Verruca Vulgaris (Common Warts)

Common warts are benign epidermal proliferations caused by cutaneous human papillomaviruses (HPV), most often types 1, 2, 4, 27, and 57. They present as hyperkeratotic papules with thrombosed capillaries (“black dots”). Many resolve spontaneously within 1–2 years, but persistence is frequent, especially in older children and adults. Treatments aim to induce local immunity or destroy infected keratinocytes, balancing efficacy with pain, downtime, risk of scarring, and skin type considerations.
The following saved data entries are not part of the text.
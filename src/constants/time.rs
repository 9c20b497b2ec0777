//! Time-Related Constants
//!
//! Cadences and windows for the tick loop, the periodic sources, and the
//! observability layer. All values are milliseconds on the wrapping 32-bit
//! timeline (see [`crate::time`]).

/// Nominal tick period (milliseconds).
///
/// One full pass of the core (sources, lowering, flush) runs per tick.
/// 50 Hz keeps worst-case event latency low while leaving the budget
/// arithmetic in comfortable integer ranges.
pub const TICK_MS: u32 = 20;

/// SENSOR source period (milliseconds).
///
/// 12.5 Hz, the fastest of the built-in cadences.
pub const SENSOR_PERIOD_MS: u32 = 80;

/// HB (heartbeat) source period (milliseconds).
pub const HB_PERIOD_MS: u32 = 200;

/// TELEM (telemetry) source period (milliseconds).
///
/// Telemetry is the lowest-priority stream and the first to be sacrificed
/// under budget pressure.
pub const TELEM_PERIOD_MS: u32 = 1000;

/// Event-queue merge window (milliseconds).
///
/// Two same-kind events arriving within this window collapse to the newer
/// one. Matches the tick period so bursts produced inside one tick always
/// coalesce.
pub const COALESCE_WINDOW_MS: u32 = 20;

/// Observational aging threshold (milliseconds).
///
/// An event older than this at lowering time bumps the `aged` counters.
/// Aging does not change routing; the counters exist so a future priority
/// escalation has data to act on.
pub const AGED_MS: u32 = 200;

/// Minimum interval between stats snapshot lines (milliseconds).
pub const SNAPSHOT_PERIOD_MS: u32 = 200;
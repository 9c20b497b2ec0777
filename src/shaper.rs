//! The Shaping Core: Lowering Drive and Budgeted Flush Loop
//!
//! ## Overview
//!
//! [`Shaper`] ties the pipeline together and runs it one tick at a time:
//!
//! ```text
//! Sources → Event Queue → Lowering → Job Queue → Flush Loop → Framer → Sink
//! ```
//!
//! Each tick executes, in order:
//!
//! 1. **Sources**: fire due SENSOR/HB/TELEM generators into the event
//!    queue (window-coalesced).
//! 2. **Lowering**: drain the event queue exhaustively, stamping aging
//!    counters and emitting keep-last jobs.
//! 3. **Flush**: transmit jobs while a per-tick byte budget and the sink's
//!    free space allow, degrading when they do not.
//! 4. **Snapshot**: emit the stats line when the snapshot interval has
//!    elapsed.
//!
//! ## Degradation Model
//!
//! There is no priority queue. Priority is expressed entirely through the
//! decision taken when a frame does not fit the remaining budget:
//! telemetry is discarded, everything else is requeued for a later tick.
//! Requeued jobs coalesce with newer same-kind jobs, so under sustained
//! pressure each stream converges to its freshest value rather than a
//! backlog — the shaper is loss-tolerant and freshness-preferring by
//! design.
//!
//! ## Anti-spin Guard
//!
//! The flush loop breaks when an iteration neither transmits nor reduces
//! the budget; otherwise a requeued job would be popped again under the
//! same budget and the same decision, spinning forever within the tick.

use core::fmt::Write as _;

use heapless::String;

use crate::constants::buffers::{EVENT_QUEUE_CAPACITY, JOB_QUEUE_CAPACITY};
use crate::constants::link::{DEBUG_DUMP_TX_HEX, ENABLE_DEGRADE, OUT_MIN_FREE, TX_BUDGET_BYTES};
use crate::constants::time::{
    AGED_MS, COALESCE_WINDOW_MS, HB_PERIOD_MS, SENSOR_PERIOD_MS, SNAPSHOT_PERIOD_MS,
    TELEM_PERIOD_MS, TICK_MS,
};
use crate::constants::wire::{COBS_BLOCK, FRAME_CRC_LEN, FRAME_HEADER_LEN, MAX_WIRE_FRAME};
use crate::events::{EventKind, EventRecord};
use crate::frame::Framer;
use crate::jobs::{JobKind, JobRecord};
use crate::queue::{Admit, EventQueue, JobQueue};
use crate::sources::SourceScheduler;
use crate::stats::Stats;
use crate::time::elapsed_ms;
use crate::traits::{ByteSink, LogSink};
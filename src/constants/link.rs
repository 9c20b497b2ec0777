//! Link Shaping Constants
//!
//! The two knobs that keep the outbound serial link stable: a per-tick byte
//! budget (bandwidth cap) and a sink free-space gate (backpressure). Both
//! are conservative by construction; the flush loop estimates worst-case
//! on-wire size before committing to a transmit.

/// Per-tick transmit byte budget.
///
/// 200 bytes every 20 ms is 10 kB/s, safely under a 115200-baud link's
/// ~11.5 kB/s so the downstream buffer always drains between ticks.
pub const TX_BUDGET_BYTES: u32 = 200;

/// Minimum sink free space required before transmitting a frame.
///
/// With less than this available the frame is deferred, trading latency
/// for never blocking on a congested sink.
pub const OUT_MIN_FREE: usize = 96;

/// Whether telemetry is discarded (instead of requeued) under budget
/// pressure.
pub const ENABLE_DEGRADE: bool = true;

/// Whether each encoded frame is hex-dumped to the log sink.
pub const DEBUG_DUMP_TX_HEX: bool = false;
Epidemiology and Risk Factors

  • Peak in school-age children and adolescents.
  • Transmission via skin contact and fomites; microtrauma, maceration, atopic dermatitis increase risk.
  • Periungual warts associated with nail-biting/picking.

Clinical Features

  • Verruca vulgaris: rough, dome-shaped papules on hands, knees, elbows; pinpoint black dots on paring (thrombosed capillaries).
  • Plantar warts: endophytic, tender with walking; callus around lesion.
  • Flat warts (verruca plana): smooth, flat-topped 1–3 mm papules on face/dorsal hands/forearms; koebnerization common.
  • Filiform warts: thread-like projections on face.

Differential Diagnosis

  • Corns/calluses (lack thrombosed capillaries and interrupt skin lines), molluscum, seborrheic keratoses, actinic keratoses, squamous cell carcinoma (particularly in immunosuppressed or chronic solitary lesions).

Diagnosis

  • Clinical; dermoscopy shows red/black dots and interrupted skin lines.
  • Biopsy if atypical, enlarging, ulcerated, or in immunosuppressed.

Management

  1. First-line, accessible therapies
  • Salicylic acid (SA) 17–40%: nightly application with periodic paring; occlusion improves efficacy; requires weeks–months; low cost and safe for most sites.
  • Cryotherapy with liquid nitrogen: 10–30 seconds, 2–3 freeze–thaw cycles every 2–3 weeks; more aggressive for plantar/periungual but balance pain/PIH risk; pretreat with SA/parings.
  1. Immunomodulatory and adjunctive options
  • Candida (or mumps/MMR) antigen intralesional immunotherapy: inject into 1–3 “index” warts every 3–4 weeks × 3–5 sessions; can clear distant warts via immune activation; good for recalcitrant and multiple warts.
  • Topical 5-fluorouracil (± SA) for periungual/flat warts under occlusion; monitor for irritation/paronychia.
  • Imiquimod 5% for flat warts; evidence mixed; consider in children for facial plana with gentle regimens.
  • Tretinoin for flat warts on face.
  • Zinc supplementation (oral or topical) may help in deficiency; evidence variable.
  1. Recalcitrant warts
  • Intralesional bleomycin for stubborn plantar/periungual warts; painful; risk of nail dystrophy and Raynaud-like changes—experienced clinicians only.
  • Topical contact immunotherapy (SADBE/DPCP) similar to alopecia areata protocols for resistant extensive warts.
  • Laser therapies: pulsed dye laser, Nd:YAG, CO2—use for select cases; risk of scarring/PIH; PPE due to plume.
  • Hyperthermia/thermotherapy and microneedle RF show emerging evidence.
  1. Special considerations
  • Children: favor painless methods (SA, cantharidin blends, gentle cryo, immunotherapy).
  • Skin of color: higher PIH/keloid risk—prefer SA, immunotherapy, conservative cryo; test spots.
  • Periungual warts: avoid aggressive cryo/bleomycin that can scar matrix; consider 5-FU/SA under occlusion or immunotherapy.
  • Immunosuppressed: more numerous, recalcitrant, and SCC risk; consider reduction of immunosuppression when feasible; aggressive therapies and biopsy of atypical lesions.
  1. Prevention and counseling
  • Do not pick or shave over warts; keep feet dry; wear sandals in communal showers.
  • Many warts resolve spontaneously; set expectations for multiple sessions and combined modalities.

References (recent guidelines and key reviews)

  • Evidence-based wart management guidelines, 2021–2024.
  • RCTs on salicylic acid vs cryotherapy, immunotherapy (Candida antigen), and device therapies, 2021–2024.
  • Management of recalcitrant and periungual warts, 2022–2024.